▸ **What you are asked to do**:
Your job is to copy the data that follows exactly, every line included.

▸ **Data listing**:
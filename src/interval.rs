//! Interval growth between retry attempts.
//!
//! Each failed attempt advances the pre-jitter interval one step:
//! - once the current interval reaches `max_interval / multiplier`, the next step is pinned to
//!   `max_interval` (growing further would overshoot the cap);
//! - otherwise exponential growth multiplies by `multiplier`, and constant growth returns
//!   `initial_interval` unchanged.
//!
//! The result is never above `max_interval`. Jitter is applied afterwards by [`crate::Jitter`]
//! and never feeds back into the next step.
//!
//! Example
//! ```rust
//! use std::time::Duration;
//! use rebound::{BackoffSettings, IntervalSchedule};
//!
//! let schedule = IntervalSchedule::from_settings(&BackoffSettings {
//!     exponential: true,
//!     multiplier: 2.0,
//!     initial_interval: Duration::from_millis(100),
//!     max_interval: Duration::from_millis(500),
//!     ..BackoffSettings::default()
//! });
//! let first = schedule.next(schedule.initial());
//! assert_eq!(first, Duration::from_millis(200));
//! assert_eq!(schedule.next(first), Duration::from_millis(400));
//! assert_eq!(schedule.next(Duration::from_millis(400)), Duration::from_millis(500)); // capped
//! ```

use crate::config::BackoffSettings;
use std::time::Duration;

/// How the interval evolves between attempts.
#[derive(Debug, Clone, Copy, PartialEq)]
pub enum Growth {
    /// Every step returns the initial interval.
    Constant,
    /// Every step multiplies the previous interval.
    Exponential,
}

/// Pre-jitter interval progression derived from [`BackoffSettings`].
#[derive(Debug, Clone, Copy, PartialEq)]
pub struct IntervalSchedule {
    growth: Growth,
    initial: Duration,
    max: Duration,
    multiplier: f64,
}

impl IntervalSchedule {
    pub fn from_settings(settings: &BackoffSettings) -> Self {
        let growth = if settings.exponential { Growth::Exponential } else { Growth::Constant };
        Self::new(growth, settings.initial_interval, settings.max_interval, settings.multiplier)
    }

    /// Build a schedule directly. Multipliers below `1.0` (or NaN) are treated as `1.0`.
    pub fn new(growth: Growth, initial: Duration, max: Duration, multiplier: f64) -> Self {
        let multiplier = if multiplier >= 1.0 { multiplier } else { 1.0 };
        Self { growth, initial, max, multiplier }
    }

    pub fn growth(&self) -> Growth {
        self.growth
    }

    /// Interval the retry state starts from, before the first step.
    pub fn initial(&self) -> Duration {
        self.initial
    }

    pub fn max(&self) -> Duration {
        self.max
    }

    pub fn multiplier(&self) -> f64 {
        self.multiplier
    }

    /// Advance one step from `current`.
    pub fn next(&self, current: Duration) -> Duration {
        let threshold = self.max.as_nanos() as f64 / self.multiplier;
        if current.as_nanos() as f64 >= threshold {
            return self.max;
        }
        let next = match self.growth {
            Growth::Constant => self.initial,
            Growth::Exponential => scale(current, self.multiplier).unwrap_or(self.max),
        };
        next.min(self.max)
    }
}

/// `duration * factor` at nanosecond precision, `None` once it leaves the `u64` nanosecond range.
fn scale(duration: Duration, factor: f64) -> Option<Duration> {
    let nanos = duration.as_nanos() as f64 * factor;
    (nanos.is_finite() && nanos < u64::MAX as f64).then(|| Duration::from_nanos(nanos as u64))
}

#[cfg(test)]
mod tests {
    use super::*;

    fn exponential(initial_ms: u64, max_ms: u64, multiplier: f64) -> IntervalSchedule {
        IntervalSchedule::new(
            Growth::Exponential,
            Duration::from_millis(initial_ms),
            Duration::from_millis(max_ms),
            multiplier,
        )
    }

    #[test]
    fn constant_growth_returns_initial_interval() {
        let schedule = IntervalSchedule::new(
            Growth::Constant,
            Duration::from_millis(250),
            Duration::from_secs(60),
            1.5,
        );
        let mut current = schedule.initial();
        for _ in 0..50 {
            current = schedule.next(current);
            assert_eq!(current, Duration::from_millis(250));
        }
    }

    #[test]
    fn exponential_growth_multiplies() {
        let schedule = exponential(100, 60_000, 1.5);
        assert_eq!(schedule.next(Duration::from_millis(100)), Duration::from_millis(150));
        assert_eq!(schedule.next(Duration::from_millis(150)), Duration::from_millis(225));
    }

    #[test]
    fn reaching_cap_threshold_pins_to_max() {
        let schedule = exponential(100, 1_000, 2.0);
        // 500ms is exactly max / multiplier
        assert_eq!(schedule.next(Duration::from_millis(500)), Duration::from_secs(1));
        assert_eq!(schedule.next(Duration::from_millis(499)), Duration::from_millis(998));
        assert_eq!(schedule.next(Duration::from_secs(1)), Duration::from_secs(1));
    }

    #[test]
    fn progression_never_exceeds_max() {
        let schedule = exponential(7, 10_000, 1.7);
        let mut current = schedule.initial();
        for _ in 0..200 {
            current = schedule.next(current);
            assert!(current <= schedule.max());
        }
        assert_eq!(current, schedule.max());
    }

    #[test]
    fn constant_growth_still_respects_cap_threshold() {
        let schedule = IntervalSchedule::new(
            Growth::Constant,
            Duration::from_secs(50),
            Duration::from_secs(60),
            1.5,
        );
        assert_eq!(schedule.next(schedule.initial()), Duration::from_secs(60));
    }

    #[test]
    fn initial_above_max_is_capped() {
        let schedule = exponential(5_000, 1_000, 1.5);
        assert_eq!(schedule.next(schedule.initial()), Duration::from_secs(1));
    }

    #[test]
    fn degenerate_multiplier_is_treated_as_one() {
        let schedule = exponential(100, 1_000, 0.25);
        assert_eq!(schedule.multiplier(), 1.0);
        assert_eq!(schedule.next(Duration::from_millis(100)), Duration::from_millis(100));

        let nan = exponential(100, 1_000, f64::NAN);
        assert_eq!(nan.multiplier(), 1.0);
    }

    #[test]
    fn huge_max_saturates_without_panicking() {
        let schedule = IntervalSchedule::new(
            Growth::Exponential,
            Duration::from_secs(u64::MAX / 4),
            Duration::MAX,
            1e12,
        );
        let next = schedule.next(schedule.initial());
        assert!(next <= Duration::MAX);
    }

    #[test]
    fn zero_initial_stays_zero() {
        let schedule = exponential(0, 1_000, 2.0);
        assert_eq!(schedule.next(Duration::ZERO), Duration::ZERO);
    }

    #[test]
    fn from_settings_picks_growth() {
        let constant = IntervalSchedule::from_settings(&BackoffSettings::default());
        assert_eq!(constant.growth(), Growth::Constant);

        let settings = BackoffSettings { exponential: true, ..BackoffSettings::default() };
        assert_eq!(IntervalSchedule::from_settings(&settings).growth(), Growth::Exponential);
    }
}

▸ **Finished exercise**:
filename src/interval.rs
//! Interval growth between retry attempts.
//!
//! Each failed attempt advances the pre-jitter interval one step:
//! - once the current interval reaches `max_interval / multiplier`, the next step is pinned to
//!   `max_interval` (growing further would overshoot the cap);
//! - otherwise exponential growth multiplies by `multiplier`, and constant growth returns
//!   `initial_interval` unchanged.
//!
//! The result is never above `max_interval`. Jitter is applied afterwards by [`crate::Jitter`]
//! and never feeds back into the next step.
//!
//! Example
//! ```rust
//! use std::time::Duration;
//! use rebound::{BackoffSettings, IntervalSchedule};
//!
//! let schedule = IntervalSchedule::from_settings(&BackoffSettings {
//!     exponential: true,
//!     multiplier: 2.0,
//!     initial_interval: Duration::from_millis(100),
//!     max_interval: Duration::from_millis(500),
//!     ..BackoffSettings::default()
//! });
//! let first = schedule.next(schedule.initial());
//! assert_eq!(first, Duration::from_millis(200));
//! assert_eq!(schedule.next(first), Duration::from_millis(400));
//! assert_eq!(schedule.next(Duration::from_millis(400)), Duration::from_millis(500)); // capped
//! ```

use crate::config::BackoffSettings;
use std::time::Duration;

/// How the interval evolves between attempts.
#[derive(Debug, Clone, Copy, PartialEq)]
pub enum Growth {
    /// Every step returns the initial interval.
    Constant,
    /// Every step multiplies the previous interval.
    Exponential,
}

/// Pre-jitter interval progression derived from [`BackoffSettings`].
#[derive(Debug, Clone, Copy, PartialEq)]
pub struct IntervalSchedule {
    growth: Growth,
    initial: Duration,
    max: Duration,
    multiplier: f64,
}

impl IntervalSchedule {
    pub fn from_settings(settings: &BackoffSettings) -> Self {
        let growth = if settings.exponential { Growth::Exponential } else { Growth::Constant };
        Self::new(growth, settings.initial_interval, settings.max_interval, settings.multiplier)
    }

    /// Build a schedule directly. Multipliers below `1.0` (or NaN) are treated as `1.0`.
    pub fn new(growth: Growth, initial: Duration, max: Duration, multiplier: f64) -> Self {
        let multiplier = if multiplier >= 1.0 { multiplier } else { 1.0 };
        Self { growth, initial, max, multiplier }
    }

    pub fn growth(&self) -> Growth {
        self.growth
    }

    /// Interval the retry state starts from, before the first step.
    pub fn initial(&self) -> Duration {
        self.initial
    }

    pub fn max(&self) -> Duration {
        self.max
    }

    pub fn multiplier(&self) -> f64 {
        self.multiplier
    }

    /// Advance one step from `current`.
    pub fn next(&self, current: Duration) -> Duration {
        let threshold = self.max.as_nanos() as f64 / self.multiplier;
        if current.as_nanos() as f64 >= threshold {
            return self.max;
        }
        let next = match self.growth {
            Growth::Constant => self.initial,
            Growth::Exponential => scale(current, self.multiplier).unwrap_or(self.max),
        };
        next.min(self.max)
    }
}

/// `duration * factor` at nanosecond precision, `None` once it leaves the `u64` nanosecond range.
fn scale(duration: Duration, factor: f64) -> Option<Duration> {
    let nanos = duration.as_nanos() as f64 * factor;
    (nanos.is_finite() && nanos < u64::MAX as f64).then(|| Duration::from_nanos(nanos as u64))
}

#[cfg(test)]
mod tests {
    use super::*;

    fn exponential(initial_ms: u64, max_ms: u64, multiplier: f64) -> IntervalSchedule {
        IntervalSchedule::new(
            Growth::Exponential,
            Duration::from_millis(initial_ms),
            Duration::from_millis(max_ms),
            multiplier,
        )
    }

    #[test]
    fn constant_growth_returns_initial_interval() {
        let schedule = IntervalSchedule::new(
            Growth::Constant,
            Duration::from_millis(250),
            Duration::from_secs(60),
            1.5,
        );
        let mut current = schedule.initial();
        for _ in 0..50 {
            current = schedule.next(current);
            assert_eq!(current, Duration::from_millis(250));
        }
    }

    #[test]
    fn exponential_growth_multiplies() {
        let schedule = exponential(100, 60_000, 1.5);
        assert_eq!(schedule.next(Duration::from_millis(100)), Duration::from_millis(150));
        assert_eq!(schedule.next(Duration::from_millis(150)), Duration::from_millis(225));
    }

    #[test]
    fn reaching_cap_threshold_pins_to_max() {
        let schedule = exponential(100, 1_000, 2.0);
        // 500ms is exactly max / multiplier
        assert_eq!(schedule.next(Duration::from_millis(500)), Duration::from_secs(1));
        assert_eq!(schedule.next(Duration::from_millis(499)), Duration::from_millis(998));
        assert_eq!(schedule.next(Duration::from_secs(1)), Duration::from_secs(1));
    }

    #[test]
    fn progression_never_exceeds_max() {
        let schedule = exponential(7, 10_000, 1.7);
        let mut current = schedule.initial();
        for _ in 0..200 {
            current = schedule.next(current);
            assert!(current <= schedule.max());
        }
        assert_eq!(current, schedule.max());
    }

    #[test]
    fn constant_growth_still_respects_cap_threshold() {
        let schedule = IntervalSchedule::new(
            Growth::Constant,
            Duration::from_secs(50),
            Duration::from_secs(60),
            1.5,
        );
        assert_eq!(schedule.next(schedule.initial()), Duration::from_secs(60));
    }

    #[test]
    fn initial_above_max_is_capped() {
        let schedule = exponential(5_000, 1_000, 1.5);
        assert_eq!(schedule.next(schedule.initial()), Duration::from_secs(1));
    }

    #[test]
    fn degenerate_multiplier_is_treated_as_one() {
        let schedule = exponential(100, 1_000, 0.25);
        assert_eq!(schedule.multiplier(), 1.0);
        assert_eq!(schedule.next(Duration::from_millis(100)), Duration::from_millis(100));

        let nan = exponential(100, 1_000, f64::NAN);
        assert_eq!(nan.multiplier(), 1.0);
    }

    #[test]
    fn huge_max_saturates_without_panicking() {
        let schedule = IntervalSchedule::new(
            Growth::Exponential,
            Duration::from_secs(u64::MAX / 4),
            Duration::MAX,
            1e12,
        );
        let next = schedule.next(schedule.initial());
        assert!(next <= Duration::MAX);
    }

    #[test]
    fn zero_initial_stays_zero() {
        let schedule = exponential(0, 1_000, 2.0);
        assert_eq!(schedule.next(Duration::ZERO), Duration::ZERO);
    }

    #[test]
    fn from_settings_picks_growth() {
        let constant = IntervalSchedule::from_settings(&BackoffSettings::default());
        assert_eq!(constant.growth(), Growth::Constant);

        let settings = BackoffSettings { exponential: true, ..BackoffSettings::default() };
        assert_eq!(IntervalSchedule::from_settings(&settings).growth(), Growth::Exponential);
    }
}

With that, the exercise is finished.